By adopting an ‘otherwise’ gaze as its starting point this paper advances a queer analysis of lecturers’ practices and assumptions as a politically generative exercise, opening up spaces for new ways of practising academic writing development as a ‘counter-hegemonic intervention…” (Wilton, 2009, p.507).
Dr Amanda French
Reader in Education (Birmingham City University)
Across all educational sectors, an autonomous model of literacy (Street, 1984) operates as the dominant discourse informing academic writing practices. This model posits spelling, punctuation and grammar as a ‘neutral technologies’ which once acquired can be applied by individuals universally in their writing without reference to any ideological and cultural values. The autonomous model of academic writing also supports traditional transmission or knowledge exchange models of pedagogy in the academy that are instructionist, passive, teacher-directed and skills-based. Both mutually reinforcing approaches encourage universities to favour more individuated models of learning and assessment where the emphasis is on displaying subject-specific learning through a decontextualised written ‘product’. The ubiquity of autonomous approaches to academic writing in higher education means that they constitute a ‘given’, which often operates as an invisible or ‘taken for granted’ dominant discourse informing undergraduate academic writing and writing development practices (Lea and Street, 1998; Lillis, 2001). The ensuing emphasis on technical writing skills not only hinders students’ critical thinking about their subject but inhibits experimentation and any creative expression of ideas (Ivanic, 1998; Lillis 2001).
I want to explore the idea that the normalising of the autonomous model means that academic writing practices in education function as forms of regulation and conformity as they are:
[…] realised within a set of assessing, diagnostic, prognostic and normative practices (Hoskin, 1990, p.52)
As such, one can view academic writing as exerting what Foucault (1979) in The History of Sexuality terms ‘disciplinary power’. Street (2000) argues that this discursive form of power:
[…] disguises the cultural and ideological assumptions that underpin [academic writing practices, so they can then be presented as though they are neutral and universal. (p.18).

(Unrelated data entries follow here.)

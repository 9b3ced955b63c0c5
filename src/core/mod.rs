//! core
//!
//! Configuration, validated argument types and local file editing.
//!
//! # Modules
//!
//! - [`config`] - Configuration schema and layered loading
//! - [`types`] - Validated branch, remote and revision arguments
//! - [`ignore`] - Ignore-file editor

pub mod config;
pub mod ignore;
pub mod types;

Consequently, I argue, academic writing practices in HE work to reinforce a very monocultural, non-inclusive articulation/conceptualisation of learning. This
facilitates a teaching and learning environment that fails to acknowledge the role that situated academic writing practices and different writing experiences and identities could play in the process of conveying learning, taking account of historical and institutional social and cultural factors and individual interests, perspectives and histories of the learner.
Definition of ‘to queer (someone's) pitch’

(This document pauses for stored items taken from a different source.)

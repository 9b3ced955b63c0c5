//! core::ignore
//!
//! Line-oriented editing of the repository's ignore file.
//!
//! The file is plain text, one pattern per line. Entries are appended at the
//! end and removed by exact match of the trimmed line; no pattern semantics
//! are interpreted here.

use std::fs::{self, OpenOptions};
use std::io::{self, Write};
use std::path::{Path, PathBuf};

/// Handle to an ignore file at a fixed path.
#[derive(Debug, Clone)]
pub struct IgnoreFile {
    path: PathBuf,
}

/// Result of a removal.
#[derive(Debug, Clone, Copy, PartialEq, Eq)]
pub enum RemoveOutcome {
    /// The file does not exist.
    Missing,
    /// The file exists; this many matching lines were dropped.
    Removed(usize),
}

impl IgnoreFile {
    pub fn new(path: impl Into<PathBuf>) -> Self {
        Self { path: path.into() }
    }

    pub fn path(&self) -> &Path {
        &self.path
    }

    /// Read the whole file, or `None` if it does not exist.
    pub fn read(&self) -> io::Result<Option<String>> {
        match fs::read_to_string(&self.path) {
            Ok(contents) => Ok(Some(contents)),
            Err(e) if e.kind() == io::ErrorKind::NotFound => Ok(None),
            Err(e) => Err(e),
        }
    }

    /// Append one line per entry, creating the file if needed.
    ///
    /// A missing trailing newline in the existing file is repaired first so the
    /// new entries start on their own line.
    pub fn append<S: AsRef<str>>(&self, entries: &[S]) -> io::Result<()> {
        let needs_newline = match fs::read(&self.path) {
            Ok(bytes) => !bytes.is_empty() && !bytes.ends_with(b"\n"),
            Err(e) if e.kind() == io::ErrorKind::NotFound => false,
            Err(e) => return Err(e),
        };

        let mut file = OpenOptions::new()
            .create(true)
            .append(true)
            .open(&self.path)?;
        if needs_newline {
            file.write_all(b"\n")?;
        }
        for entry in entries {
            writeln!(file, "{}", entry.as_ref())?;
        }
        Ok(())
    }

    /// Drop every line whose trimmed text equals `entry`.
    pub fn remove(&self, entry: &str) -> io::Result<RemoveOutcome> {
        let Some(contents) = self.read()? else {
            return Ok(RemoveOutcome::Missing);
        };

        let mut kept = String::with_capacity(contents.len());
        let mut removed = 0;
        for line in contents.split_inclusive('\n') {
            if line.trim() == entry {
                removed += 1;
            } else {
                kept.push_str(line);
            }
        }
        if removed > 0 {
            fs::write(&self.path, kept)?;
        }
        Ok(RemoveOutcome::Removed(removed))
    }
}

If someone or something queers your pitch, they make it very difficult for you to achieve what you are trying to do.
This session intends to ‘queer the pitch’ regarding dominant/hegemonic, autonomous academic writing practices in HE. It foregrounds how and why trying to write ‘otherwise’ is very difficult in HE due to the disciplinary power exerted by dominant academic writing practices and beliefs because they disguise themselves as ‘given’ and ‘natural’ (Are you really an academic?).
Definition of ‘queer/queerly’
- differing from the normal or usual in a way regarded as odd or strange
- suspicious, dubious, or shady
- to spoil or thwart
- to put in a difficult or dangerous position
We will explore the idea that writing queerly often makes one’s life as an academic difficult because it makes one appear difficult, odd, even suspicious. By writing ‘otherwise’, one will put oneself and one’s work in a difficult or dangerous position. (Is this really academic writing?)
Definition of pitch
- A form of words used when trying to persuade someone to buy or accept something
- An area of ground marked out or used for play in an outdoor team game.

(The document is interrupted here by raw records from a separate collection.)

//! engine::actions::basic
//!
//! Everyday commands: status, staging, committing, history and diffs.

use crate::core::types::Revision;
use crate::engine::{or_abort, or_invalid, ActionContext, ActionResult, Outcome};
use crate::ui::prompts::Delimiter;

use super::{batch, join_nonempty, not_tracked};

pub fn status(ctx: &mut ActionContext<'_>) -> ActionResult {
    Ok(Outcome::Footer(ctx.git(&["status"])?))
}

/// Stage files, then list everything staged.
pub fn add_files(ctx: &mut ActionContext<'_>) -> ActionResult {
    let files = or_abort!(ctx.ask_list(
        "Files to add, or '.' for everything (empty to go back): ",
        Delimiter::Whitespace,
    ));

    let mut args = vec!["add".to_string(), "--".to_string()];
    args.extend(files);
    let output = ctx.git(&args)?;
    let staged = ctx.git(&["diff", "--cached", "--name-only"])?;
    Ok(Outcome::Footer(format!(
        "{output}\n\n[LOG] Staged files:\n{staged}"
    )))
}

/// Commit with the typed message plus a timestamp.
pub fn commit(ctx: &mut ActionContext<'_>) -> ActionResult {
    let message = or_abort!(ctx.ask("Commit message (empty to go back): "));
    let full_message = format!("{message} ({})", ctx.timestamp());
    Ok(Outcome::Footer(ctx.git(&["commit", "-m", &full_message])?))
}

pub fn history(ctx: &mut ActionContext<'_>) -> ActionResult {
    Ok(Outcome::Footer(ctx.git(&["log", "--oneline", "--graph"])?))
}

pub fn tracked_files(ctx: &mut ActionContext<'_>) -> ActionResult {
    Ok(Outcome::Footer(
        ctx.git(&["ls-tree", "-r", "HEAD", "--name-only"])?,
    ))
}

/// Stop tracking each listed file, keeping it on disk.
pub fn remove_from_repo(ctx: &mut ActionContext<'_>) -> ActionResult {
    let files = or_abort!(ctx.ask_list(
        "Files to remove from the repository, comma separated (empty to go back): ",
        Delimiter::Char(','),
    ));

    let footer = batch(ctx, &files, |ctx, file| {
        let check = ctx.git.run(&["ls-files", "--error-unmatch", "--", file])?;
        if check.success() {
            ctx.git(&["rm", "--cached", "--", file])
        } else {
            Ok(not_tracked(file))
        }
    })?;
    Ok(Outcome::Footer(footer))
}

/// Stage everything and commit with a generated message.
pub fn auto_commit(ctx: &mut ActionContext<'_>) -> ActionResult {
    let added = ctx.git(&["add", "."])?;
    let message = format!("Auto commit ({})", ctx.timestamp());
    let committed = ctx.git(&["commit", "-m", &message])?;
    Ok(Outcome::Footer(join_nonempty([added, committed])))
}

/// Pick a commit by its position in the log and hard-reset to it.
pub fn reset_to_commit(ctx: &mut ActionContext<'_>) -> ActionResult {
    let result = ctx.git.run(&["log", "--oneline"])?;
    if !result.success() {
        return Ok(Outcome::Footer(result.text));
    }
    let log = result.text;
    let commits: Vec<&str> = log.lines().filter(|l| !l.trim().is_empty()).collect();
    if commits.is_empty() {
        return Ok(Outcome::footer("No commits to reset to."));
    }

    let mut listing = String::from("\nCommits:");
    for (i, commit) in commits.iter().enumerate() {
        listing.push_str(&format!("\n{i}: {commit}"));
    }
    ctx.show(&listing)?;

    let answer = or_abort!(ctx.ask("Number of the commit to reset to (empty to go back): "));
    let index: usize = or_invalid!(answer
        .parse::<usize>()
        .map_err(|_| format!("'{answer}' is not a commit number")));
    if index >= commits.len() {
        return Ok(Outcome::invalid(format!(
            "commit number {index} is out of range 0..={}",
            commits.len() - 1
        )));
    }

    let hash = commits[index]
        .split_whitespace()
        .next()
        .unwrap_or_default()
        .to_string();
    let hash = or_invalid!(Revision::new(hash));
    ctx.confirm(
        &format!("Reset to commit {hash}? Uncommitted changes will be lost"),
        |git| Ok(git.text(&["reset", "--hard", hash.as_str()])?),
    )
}

pub fn diff(ctx: &mut ActionContext<'_>) -> ActionResult {
    Ok(Outcome::Footer(ctx.git(&["diff"])?))
}

pub fn diff_commits(ctx: &mut ActionContext<'_>) -> ActionResult {
    let first = or_abort!(ctx.ask("First commit hash (empty to go back): "));
    let second = or_abort!(ctx.ask("Second commit hash (empty to go back): "));
    let first = or_invalid!(Revision::new(first));
    let second = or_invalid!(Revision::new(second));
    Ok(Outcome::Footer(
        ctx.git(&["diff", first.as_str(), second.as_str()])?,
    ))
}

/// Take one file out of the last commit and amend it.
pub fn drop_from_last_commit(ctx: &mut ActionContext<'_>) -> ActionResult {
    let file = or_abort!(ctx.ask("File to remove from the last commit (empty to go back): "));
    ctx.confirm(
        &format!("Remove {file} from the last commit? This rewrites history"),
        |git| {
            let reset = git.text(&["reset", "HEAD^", "--", file.as_str()])?;
            let amend = git.text(&["commit", "--amend", "--no-edit"])?;
            Ok(join_nonempty([reset, amend]))
        },
    )
}

/// Unstage each listed file.
pub fn unstage(ctx: &mut ActionContext<'_>) -> ActionResult {
    let files = or_abort!(ctx.ask_list(
        "Files to unstage, comma separated (empty to go back): ",
        Delimiter::Char(','),
    ));

    let footer = batch(ctx, &files, |ctx, file| {
        let output = ctx.git(&["reset", "--", file])?;
        Ok(if output.is_empty() {
            format!("{file}: unstaged")
        } else {
            format!("{file}: {output}")
        })
    })?;
    Ok(Outcome::Footer(footer))
}

#[cfg(test)]
mod tests {
    use super::*;
    use crate::engine::actions::testing::{echo, run_handler};
    use crate::engine::CANCELLED;
    use crate::git::{CommandResult, ERROR_TAG};

    fn footer(result: ActionResult) -> String {
        match result.unwrap() {
            Outcome::Footer(f) => f,
            Outcome::Aborted => panic!("unexpected abort"),
        }
    }

    #[test]
    fn add_passes_files_after_separator() {
        let (result, runner, _, _) = run_handler(add_files, &["a.rs  -weird"], echo);
        let calls = runner.calls();
        assert_eq!(calls[0], ["add", "--", "a.rs", "-weird"]);
        assert_eq!(calls[1], ["diff", "--cached", "--name-only"]);
        assert!(footer(result).contains("[LOG] Staged files:"));
    }

    #[test]
    fn commit_appends_timestamp() {
        let (result, runner, _, _) = run_handler(commit, &["fix typo"], echo);
        let calls = runner.calls();
        assert_eq!(calls.len(), 1);
        assert_eq!(calls[0][..2], ["commit", "-m"]);
        assert!(calls[0][2].starts_with("fix typo ("));
        assert!(calls[0][2].ends_with(')'));
        assert!(footer(result).starts_with("commit -m fix typo"));
    }

    #[test]
    fn failing_log_offers_nothing_to_reset() {
        let no_commits = "fatal: your current branch 'main' does not have any commits yet";
        let (result, runner, input, out) = run_handler(reset_to_commit, &["0", "yes"], move |_| {
            CommandResult::failed(no_commits, 128)
        });
        assert_eq!(footer(result), no_commits);
        assert_eq!(runner.calls(), [["log", "--oneline"]]);
        assert!(input.prompts().is_empty());
        assert!(out.is_empty());
    }

    #[test]
    fn empty_prompt_spawns_nothing() {
        for handler in [add_files, commit, remove_from_repo, diff_commits, unstage] {
            let (result, runner, _, _) = run_handler(handler, &[""], echo);
            assert_eq!(result.unwrap(), Outcome::Aborted);
            assert_eq!(runner.call_count(), 0);
        }
    }

    #[test]
    fn remove_batch_continues_past_untracked() {
        let (result, runner, _, _) = run_handler(remove_from_repo, &["x, missing ,y"], |args| {
            if args[0] == "ls-files" && args[3] == "missing" {
                CommandResult::failed("error: pathspec 'missing' did not match", 1)
            } else if args[0] == "rm" {
                CommandResult::ok(format!("rm '{}'", args[3]))
            } else {
                CommandResult::ok(args[3].clone())
            }
        });
        assert_eq!(
            footer(result),
            format!("rm 'x'\n{ERROR_TAG} File missing is not found or not tracked.\nrm 'y'")
        );
        assert_eq!(runner.calls_to("rm").len(), 2);
        assert_eq!(runner.calls_to("ls-files").len(), 3);
    }

    fn five_commits(args: &[String]) -> CommandResult {
        match args[0].as_str() {
            "log" => CommandResult::ok("e5 five\nd4 four\nc3 three\nb2 two\na1 one"),
            _ => CommandResult::ok("HEAD is now at c3 three"),
        }
    }

    #[test]
    fn reset_rejects_out_of_range_and_garbage() {
        for answer in ["5", "abc", "-1"] {
            let (result, runner, input, _) = run_handler(reset_to_commit, &[answer], five_commits);
            assert!(footer(result).starts_with("Invalid input:"));
            assert!(runner.calls_to("reset").is_empty());
            assert_eq!(input.prompts().len(), 1);
        }
    }

    #[test]
    fn reset_selected_index_after_confirmation() {
        let (result, runner, input, out) =
            run_handler(reset_to_commit, &["2", "yes"], five_commits);
        assert_eq!(footer(result), "HEAD is now at c3 three");
        assert_eq!(runner.calls_to("reset"), [["reset", "--hard", "c3"]]);
        assert!(out.contains("0: e5 five"));
        assert!(out.contains("4: a1 one"));
        assert!(input.prompts()[1].contains("c3"));
    }

    #[test]
    fn reset_declined_runs_nothing() {
        let (result, runner, _, _) = run_handler(reset_to_commit, &["2", "no"], five_commits);
        assert_eq!(footer(result), CANCELLED);
        assert!(runner.calls_to("reset").is_empty());
    }

    #[test]
    fn reset_with_empty_history() {
        let (result, runner, input, _) =
            run_handler(reset_to_commit, &[], |_| CommandResult::ok(""));
        assert_eq!(footer(result), "No commits to reset to.");
        assert_eq!(runner.call_count(), 1);
        assert!(input.prompts().is_empty());
    }

    #[test]
    fn diff_commits_validates_revisions() {
        let (result, runner, _, _) = run_handler(diff_commits, &["abc", "--output=x"], echo);
        assert!(footer(result).starts_with("Invalid input:"));
        assert_eq!(runner.call_count(), 0);

        let (result, _, _, _) = run_handler(diff_commits, &["abc", "def"], echo);
        assert_eq!(footer(result), "diff abc def");
    }

    #[test]
    fn drop_from_last_commit_is_gated() {
        let (result, runner, _, _) = run_handler(drop_from_last_commit, &["a.rs", "nope"], echo);
        assert_eq!(footer(result), CANCELLED);
        assert_eq!(runner.call_count(), 0);

        let (result, runner, _, _) = run_handler(drop_from_last_commit, &["a.rs", "yes"], echo);
        assert_eq!(
            footer(result),
            "reset HEAD^ -- a.rs\ncommit --amend --no-edit"
        );
        assert_eq!(runner.call_count(), 2);
    }

    #[test]
    fn unstage_reports_one_line_per_file() {
        let (result, runner, _, _) =
            run_handler(unstage, &["a.rs,b.rs"], |_| CommandResult::ok(""));
        assert_eq!(footer(result), "a.rs: unstaged\nb.rs: unstaged");
        assert_eq!(runner.calls()[1], ["reset", "--", "b.rs"]);
    }

    #[test]
    fn auto_commit_adds_then_commits() {
        let (result, runner, _, _) = run_handler(auto_commit, &[], echo);
        let calls = runner.calls();
        assert_eq!(calls[0], ["add", "."]);
        assert!(calls[1][2].starts_with("Auto commit ("));
        assert!(footer(result).starts_with("add .\ncommit -m Auto commit"));
    }
}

Part of writing queerly is to understand the context (the disciplinary ground marked out) in which you are writing (pitching your ideas) in order to break loose from its confines. (You need to find your academic voice.)
Finally ‘queering the pitch’ in academic writing reflects my firm belief that the relationship between higher education academic writing practices and those who engage in them should be one of celebrating the possibilities of difference. This notion of difference can be expressed in many ways through academic writing; in the production of interesting and innovative academic texts, in the use of critical pedagogies or via alternative curriculum design and/or methods of assessment. An instance on difference reminds us that as Sara Ahmed (2019, p. 225) states:
When you draw upon what does not fit, what is slant-wise or bent, you draw a different world.
Thus, queering the pitch through one’s academic writing is to participate in the vision of the CSPACE conference, namely, to produce and re-cognize novel imaginaries, ‘modes of study’ and ‘world-making’ that are not only alternative to the dominant - institutional, linear, hierarchical, romanticized - education-based mode, but often located outside and against the institution.